When the Night Ceremony was first revived, the Pataran community enlisted the help of the angi from Kabuasua. Huang’s father, a Taoist spirit medium, became the interim shaman after he allegedly became possessed during a ceremony and started mimicking the angi’s movements. After he suffered a stroke, Pataran asked Kabuasua for help again until Huang assumed the role in 2009.
“Alid sought me out,” he says.
Each village’s event varies, and sometimes even the deity is different. Kabuasua, for example, worships a female Alid, while Pataran’s is male.
The two components of Pataran’s Night Ceremony is the pig sacrifice and qianqu (牽曲), where female dancers link hands, sing and move in a circle around a large urn.
QUEST FOR IDENTITY
Yuko, one of the few Pataran residents to take up a Siraya name, is old enough to remember when they were still seen as a different people from their neighbors. Children from other villages often taunted him as huana (番仔), a derogatory term in Hoklo that means savage or barbarian.
“I got into so many fights because of that,” he says. “But I was mad just because they made fun of me. I had no idea that it had anything to do with our identity.”
By the time Yang Yu-chen grew up, in the 1970s, he says that he never felt any difference between him and his Han Taiwanese neighbors — except that his family worshipped Alid in addition to Guanyin.
In addition to encroachment and assimilation, many Siraya from the Pataran community hid their identity in the past to avoid discrimination.
Huang Mei-li (黃美麗) says that her husband comes from a merchant family who passed themselves off as Hoklo during the Japanese-era census for business purposes, and while her mother comes from a historically Siraya village, they never discussed their ancestry.
Yuko estimates that about one-third of Pataran’s residents were registered under the Japanese-era census as shou (熟), meaning “civilized” Aborigine, as opposed to 80 percent in Kabuasua.
Despite the uncertainty, Huang was the first Pataran resident to learn the qianqu dance from Kabuasua village. She also picked up Siraya-style cross-stitch embroidery to decorate ceremonial clothes and other items. Her bag is adorned with a traditional pattern she found from the National Museum of Taiwan History, in addition to the word tabe, which means “hello” in Siraya.
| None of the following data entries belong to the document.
//! Landmark data model
//!
//! One analysis produces a `LandmarkSequence`: one `LandmarkFrame` per
//! sampled instant, each frame holding the MediaPipe pose landmarks for that
//! instant. The sequence is immutable once received and shared cheaply
//! between the analysis session and the overlay controller.

use serde::Deserialize;
use std::rc::Rc;

// ============================================================================
// LANDMARK INDICES (MediaPipe Pose - 33 total)
// ============================================================================

pub const POSE_LANDMARK_COUNT: usize = 33;

pub const NOSE: usize = 0;
pub const LEFT_EYE_INNER: usize = 1;
pub const LEFT_EYE: usize = 2;
pub const LEFT_EYE_OUTER: usize = 3;
pub const RIGHT_EYE_INNER: usize = 4;
pub const RIGHT_EYE: usize = 5;
pub const RIGHT_EYE_OUTER: usize = 6;
pub const LEFT_EAR: usize = 7;
pub const RIGHT_EAR: usize = 8;
pub const MOUTH_LEFT: usize = 9;
pub const MOUTH_RIGHT: usize = 10;
pub const LEFT_SHOULDER: usize = 11;
pub const RIGHT_SHOULDER: usize = 12;
pub const LEFT_ELBOW: usize = 13;
pub const RIGHT_ELBOW: usize = 14;
pub const LEFT_WRIST: usize = 15;
pub const RIGHT_WRIST: usize = 16;
pub const LEFT_PINKY: usize = 17;
pub const RIGHT_PINKY: usize = 18;
pub const LEFT_INDEX: usize = 19;
pub const RIGHT_INDEX: usize = 20;
pub const LEFT_THUMB: usize = 21;
pub const RIGHT_THUMB: usize = 22;
pub const LEFT_HIP: usize = 23;
pub const RIGHT_HIP: usize = 24;
pub const LEFT_KNEE: usize = 25;
pub const RIGHT_KNEE: usize = 26;
pub const LEFT_ANKLE: usize = 27;
pub const RIGHT_ANKLE: usize = 28;
pub const LEFT_HEEL: usize = 29;
pub const RIGHT_HEEL: usize = 30;
pub const LEFT_FOOT_INDEX: usize = 31;
pub const RIGHT_FOOT_INDEX: usize = 32;

// ============================================================================
// LANDMARK DATA STRUCTURES
// ============================================================================

/// A single tracked body point (normalized coordinates)
#[derive(Clone, Copy, Debug, Default, PartialEq, Deserialize)]
pub struct Landmark {
    pub x: f32, // 0-1 normalized, fraction of frame width
    pub y: f32, // 0-1 normalized, fraction of frame height
    #[serde(default)]
    pub z: f32, // Relative depth
    #[serde(default)]
    pub visibility: f32, // 0-1 confidence
}

impl Landmark {
    pub fn new(x: f32, y: f32, visibility: f32) -> Self {
        Self { x, y, z: 0.0, visibility }
    }

    /// Position scaled to a surface of the given pixel size
    pub fn scaled(&self, width: f64, height: f64) -> (f64, f64) {
        (self.x as f64 * width, self.y as f64 * height)
    }
}

/// All landmarks for one sampled instant.
///
/// Empty when the pose detector found nobody in that frame.
#[derive(Clone, Debug, Default, PartialEq, Deserialize)]
#[serde(transparent)]
pub struct LandmarkFrame(Vec<Landmark>);

impl LandmarkFrame {
    pub fn new(landmarks: Vec<Landmark>) -> Self {
        Self(landmarks)
    }

    pub fn get(&self, index: usize) -> Option<&Landmark> {
        self.0.get(index)
    }

    pub fn len(&self) -> usize {
        self.0.len()
    }

    pub fn is_empty(&self) -> bool {
        self.0.is_empty()
    }

    pub fn iter(&self) -> impl Iterator<Item = &Landmark> {
        self.0.iter()
    }

    /// (x, y) of a landmark, if present
    pub fn point(&self, index: usize) -> Option<(f32, f32)> {
        self.get(index).map(|lm| (lm.x, lm.y))
    }
}

impl From<Vec<Landmark>> for LandmarkFrame {
    fn from(landmarks: Vec<Landmark>) -> Self {
        Self(landmarks)
    }
}

/// Ordered landmark frames for a whole analyzed video.
///
/// Cloning shares the same frames; nothing can mutate them after creation.
#[derive(Clone, Debug, Deserialize)]
#[serde(from = "Vec<LandmarkFrame>")]
pub struct LandmarkSequence(Rc<[LandmarkFrame]>);

impl LandmarkSequence {
    pub fn new(frames: Vec<LandmarkFrame>) -> Self {
        Self(frames.into())
    }

    pub fn empty() -> Self {
        Self::new(Vec::new())
    }

    pub fn len(&self) -> usize {
        self.0.len()
    }

    pub fn is_empty(&self) -> bool {
        self.0.is_empty()
    }

    pub fn frame(&self, index: usize) -> Option<&LandmarkFrame> {
        self.0.get(index)
    }

    pub fn frames(&self) -> &[LandmarkFrame] {
        &self.0
    }

    pub fn first(&self) -> Option<&LandmarkFrame> {
        self.0.first()
    }

    pub fn last(&self) -> Option<&LandmarkFrame> {
        self.0.last()
    }

    /// True if at least one frame contains a detected pose
    pub fn has_poses(&self) -> bool {
        self.0.iter().any(|frame| !frame.is_empty())
    }

    /// Whether two handles share the same underlying frames
    pub fn ptr_eq(&self, other: &Self) -> bool {
        Rc::ptr_eq(&self.0, &other.0)
    }
}

impl From<Vec<LandmarkFrame>> for LandmarkSequence {
    fn from(frames: Vec<LandmarkFrame>) -> Self {
        Self::new(frames)
    }
}

impl PartialEq for LandmarkSequence {
    fn eq(&self, other: &Self) -> bool {
        self.0 == other.0
    }
}
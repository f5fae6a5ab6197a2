//! Shape primitives - triangle-list vertices for circles and lines
//!
//! Geometry is built in pixel space and mapped to clip space afterwards,
//! so circles stay round on non-square surfaces.

/// Vertex structure for rendering colored shapes
#[repr(C)]
#[derive(Copy, Clone, Debug, PartialEq, bytemuck::Pod, bytemuck::Zeroable)]
pub struct Vertex {
    pub position: [f32; 2],
    pub color: [f32; 4],
}

/// Segments per joint marker
pub const CIRCLE_SEGMENTS: u32 = 12;

/// Convert a pixel position to clip space (-1 to 1), flip Y
pub fn to_clip_space(x: f32, y: f32, width: f32, height: f32) -> (f32, f32) {
    (x / width * 2.0 - 1.0, -(y / height * 2.0 - 1.0))
}

/// Map a batch of pixel-space vertices to clip space in place
pub fn map_to_clip_space(vertices: &mut [Vertex], width: f32, height: f32) {
    for v in vertices.iter_mut() {
        let (x, y) = to_clip_space(v.position[0], v.position[1], width, height);
        v.position = [x, y];
    }
}

/// Generate vertices for a filled circle (triangle fan)
pub fn create_circle_vertices(
    cx: f32,
    cy: f32,
    radius: f32,
    color: [f32; 4],
    segments: u32,
) -> Vec<Vertex> {
    let mut vertices = Vec::with_capacity((segments * 3) as usize);

    for i in 0..segments {
        let angle1 = (i as f32 / segments as f32) * std::f32::consts::TAU;
        let angle2 = ((i + 1) as f32 / segments as f32) * std::f32::consts::TAU;

        vertices.push(Vertex { position: [cx, cy], color });
        vertices.push(Vertex {
            position: [cx + radius * angle1.cos(), cy + radius * angle1.sin()],
            color,
        });
        vertices.push(Vertex {
            position: [cx + radius * angle2.cos(), cy + radius * angle2.sin()],
            color,
        });
    }

    vertices
}

/// Generate vertices for a line segment (rendered as a quad `width` thick)
pub fn create_line_vertices(
    x1: f32, y1: f32,
    x2: f32, y2: f32,
    width: f32,
    color: [f32; 4],
) -> Vec<Vertex> {
    let dx = x2 - x1;
    let dy = y2 - y1;
    let len = (dx * dx + dy * dy).sqrt();

    if len < 0.001 { return vec![]; }

    // Perpendicular half-thickness on each side
    let half = width / 2.0;
    let px = -dy / len * half;
    let py = dx / len * half;

    vec![
        Vertex { position: [x1 - px, y1 - py], color },
        Vertex { position: [x1 + px, y1 + py], color },
        Vertex { position: [x2 + px, y2 + py], color },

        Vertex { position: [x1 - px, y1 - py], color },
        Vertex { position: [x2 + px, y2 + py], color },
        Vertex { position: [x2 - px, y2 - py], color },
    ]
}
//! WebGPU surface - batches skeleton shapes into one render pass
//!
//! Lines and joint markers are accumulated as vertices between `clear` and
//! `present`, then drawn in a single pass cleared to transparent so the
//! video underneath stays visible.

use super::shapes::{
    create_circle_vertices, create_line_vertices, map_to_clip_space, Vertex, CIRCLE_SEGMENTS,
};
use super::surface::{Color, DrawSurface};
use crate::error::OverlayError;
use web_sys::HtmlCanvasElement;

/// Vertex buffer capacity; a full 33-point skeleton needs ~1400
const MAX_VERTICES: usize = 4096;

impl Vertex {
    const ATTRIBS: [wgpu::VertexAttribute; 2] = wgpu::vertex_attr_array![
        0 => Float32x2,
        1 => Float32x4
    ];

    fn desc() -> wgpu::VertexBufferLayout<'static> {
        wgpu::VertexBufferLayout {
            array_stride: std::mem::size_of::<Vertex>() as wgpu::BufferAddress,
            step_mode: wgpu::VertexStepMode::Vertex,
            attributes: &Self::ATTRIBS,
        }
    }
}

/// Holds all WebGPU state for the overlay canvas
pub struct GpuSurface {
    canvas: HtmlCanvasElement,
    device: wgpu::Device,
    queue: wgpu::Queue,
    surface: wgpu::Surface<'static>,
    config: wgpu::SurfaceConfiguration,
    render_pipeline: wgpu::RenderPipeline,
    vertex_buffer: wgpu::Buffer,

    // Pending batch (pixel space until present)
    vertices: Vec<Vertex>,
    line_width: f32,
    stroke: [f32; 4],
    fill: [f32; 4],
}

impl GpuSurface {
    /// Initialize WebGPU on a canvas: adapter, device, surface, pipeline
    pub async fn new(canvas: HtmlCanvasElement) -> Result<Self, OverlayError> {
        let width = canvas.width().max(1);
        let height = canvas.height().max(1);

        let instance = wgpu::Instance::new(&wgpu::InstanceDescriptor {
            backends: wgpu::Backends::BROWSER_WEBGPU,
            ..Default::default()
        });

        let surface = instance
            .create_surface(wgpu::SurfaceTarget::Canvas(canvas.clone()))
            .map_err(|e| OverlayError::SurfaceCreationFailed(format!("{:?}", e)))?;

        let adapter = instance
            .request_adapter(&wgpu::RequestAdapterOptions {
                power_preference: wgpu::PowerPreference::LowPower,
                compatible_surface: Some(&surface),
                force_fallback_adapter: false,
            })
            .await
            .ok_or(OverlayError::NoAdapter)?;

        let (device, queue) = adapter
            .request_device(
                &wgpu::DeviceDescriptor {
                    label: Some("Pose Overlay Device"),
                    required_features: wgpu::Features::empty(),
                    required_limits: wgpu::Limits::downlevel_webgl2_defaults(),
                    memory_hints: wgpu::MemoryHints::default(),
                },
                None,
            )
            .await
            .map_err(|e| OverlayError::DeviceCreationFailed(format!("{:?}", e)))?;

        let surface_caps = surface.get_capabilities(&adapter);
        let surface_format = surface_caps
            .formats
            .iter()
            .find(|f| f.is_srgb())
            .or_else(|| surface_caps.formats.first())
            .copied()
            .ok_or_else(|| OverlayError::SurfaceCreationFailed("no supported format".into()))?;

        // Overlay must composite over the video element
        let alpha_mode = if surface_caps
            .alpha_modes
            .contains(&wgpu::CompositeAlphaMode::PreMultiplied)
        {
            wgpu::CompositeAlphaMode::PreMultiplied
        } else {
            surface_caps
                .alpha_modes
                .first()
                .copied()
                .unwrap_or(wgpu::CompositeAlphaMode::Auto)
        };

        let config = wgpu::SurfaceConfiguration {
            usage: wgpu::TextureUsages::RENDER_ATTACHMENT,
            format: surface_format,
            width,
            height,
            present_mode: wgpu::PresentMode::AutoVsync,
            alpha_mode,
            view_formats: vec![],
            desired_maximum_frame_latency: 2,
        };
        surface.configure(&device, &config);

        let shader = device.create_shader_module(wgpu::ShaderModuleDescriptor {
            label: Some("Skeleton Shader"),
            source: wgpu::ShaderSource::Wgsl(include_str!("../shader.wgsl").into()),
        });

        let pipeline_layout = device.create_pipeline_layout(&wgpu::PipelineLayoutDescriptor {
            label: Some("Pipeline Layout"),
            bind_group_layouts: &[],
            push_constant_ranges: &[],
        });

        let render_pipeline = device.create_render_pipeline(&wgpu::RenderPipelineDescriptor {
            label: Some("Skeleton Pipeline"),
            layout: Some(&pipeline_layout),
            vertex: wgpu::VertexState {
                module: &shader,
                entry_point: Some("vs_main"),
                buffers: &[Vertex::desc()],
                compilation_options: wgpu::PipelineCompilationOptions::default(),
            },
            fragment: Some(wgpu::FragmentState {
                module: &shader,
                entry_point: Some("fs_main"),
                targets: &[Some(wgpu::ColorTargetState {
                    format: surface_format,
                    blend: Some(wgpu::BlendState::PREMULTIPLIED_ALPHA_BLENDING),
                    write_mask: wgpu::ColorWrites::ALL,
                })],
                compilation_options: wgpu::PipelineCompilationOptions::default(),
            }),
            primitive: wgpu::PrimitiveState {
                topology: wgpu::PrimitiveTopology::TriangleList,
                ..Default::default()
            },
            depth_stencil: None,
            multisample: wgpu::MultisampleState::default(),
            multiview: None,
            cache: None,
        });

        let vertex_buffer = device.create_buffer(&wgpu::BufferDescriptor {
            label: Some("Skeleton Vertex Buffer"),
            size: (MAX_VERTICES * std::mem::size_of::<Vertex>()) as u64,
            usage: wgpu::BufferUsages::VERTEX | wgpu::BufferUsages::COPY_DST,
            mapped_at_creation: false,
        });

        Ok(Self {
            canvas,
            device,
            queue,
            surface,
            config,
            render_pipeline,
            vertex_buffer,
            vertices: Vec::with_capacity(MAX_VERTICES),
            line_width: 1.0,
            stroke: [1.0; 4],
            fill: [1.0; 4],
        })
    }
}

impl DrawSurface for GpuSurface {
    fn size(&self) -> (u32, u32) {
        (self.config.width, self.config.height)
    }

    fn resize(&mut self, width: u32, height: u32) {
        // Zero-sized configure is a validation error
        if width == 0 || height == 0 {
            return;
        }
        self.canvas.set_width(width);
        self.canvas.set_height(height);
        self.config.width = width;
        self.config.height = height;
        self.surface.configure(&self.device, &self.config);
    }

    fn clear(&mut self) {
        self.vertices.clear();
    }

    fn set_line_width(&mut self, width: f64) {
        self.line_width = width as f32;
    }

    fn set_stroke_color(&mut self, color: Color) {
        self.stroke = color.to_f32_array();
    }

    fn set_fill_color(&mut self, color: Color) {
        self.fill = color.to_f32_array();
    }

    fn stroke_line(&mut self, from: (f64, f64), to: (f64, f64)) {
        self.vertices.extend(create_line_vertices(
            from.0 as f32, from.1 as f32,
            to.0 as f32, to.1 as f32,
            self.line_width,
            self.stroke,
        ));
    }

    fn fill_circle(&mut self, center: (f64, f64), radius: f64) {
        self.vertices.extend(create_circle_vertices(
            center.0 as f32,
            center.1 as f32,
            radius as f32,
            self.fill,
            CIRCLE_SEGMENTS,
        ));
    }

    fn present(&mut self) {
        let (width, height) = (self.config.width as f32, self.config.height as f32);

        if self.vertices.len() > MAX_VERTICES {
            log::warn!("Skeleton batch truncated: {} vertices", self.vertices.len());
            self.vertices.truncate(MAX_VERTICES - MAX_VERTICES % 3);
        }
        map_to_clip_space(&mut self.vertices, width, height);

        let output = match self.surface.get_current_texture() {
            Ok(t) => t,
            Err(_) => return,
        };

        let view = output.texture.create_view(&wgpu::TextureViewDescriptor::default());
        let mut encoder = self.device.create_command_encoder(
            &wgpu::CommandEncoderDescriptor { label: Some("Overlay Encoder") }
        );

        if !self.vertices.is_empty() {
            self.queue.write_buffer(
                &self.vertex_buffer,
                0,
                bytemuck::cast_slice(&self.vertices),
            );
        }

        {
            let mut pass = encoder.begin_render_pass(&wgpu::RenderPassDescriptor {
                label: Some("Skeleton Render Pass"),
                color_attachments: &[Some(wgpu::RenderPassColorAttachment {
                    view: &view,
                    resolve_target: None,
                    ops: wgpu::Operations {
                        load: wgpu::LoadOp::Clear(wgpu::Color::TRANSPARENT),
                        store: wgpu::StoreOp::Store,
                    },
                })],
                depth_stencil_attachment: None,
                timestamp_writes: None,
                occlusion_query_set: None,
            });

            if !self.vertices.is_empty() {
                pass.set_pipeline(&self.render_pipeline);
                pass.set_vertex_buffer(0, self.vertex_buffer.slice(..));
                pass.draw(0..self.vertices.len() as u32, 0..1);
            }
        }

        self.queue.submit(std::iter::once(encoder.finish()));
        output.present();
        self.vertices.clear();
    }
}
//! Pose module - landmark data model and skeleton topology
//!
//! Re-exports only. All logic in submodules.

mod angles;
mod connections;
mod landmarks;

pub use angles::joint_angle;
pub use connections::{BoneConnection, POSE_CONNECTIONS};
pub use landmarks::*;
Just two decades into the revival process, the villagers seem to still be figuring out what it means to be Siraya. Yuko says that out of the shrinking population, only about half are interested in further exploring their identity.
During conversations with the villagers, questions about Siraya identity seem to always lead back to Alid. Yang Chun-sheng, for example, was driven by the many extraordinary “miracles” that he attributes to Alid after he moved back in 2003.
“My children are studying in other cities, but whenever they come back I take them to the shrine to pray to Alid,” Yang Yu-chen says. “They are also quite passionate toward Alid. I hope that if they end up working in the south, they can become more involved.”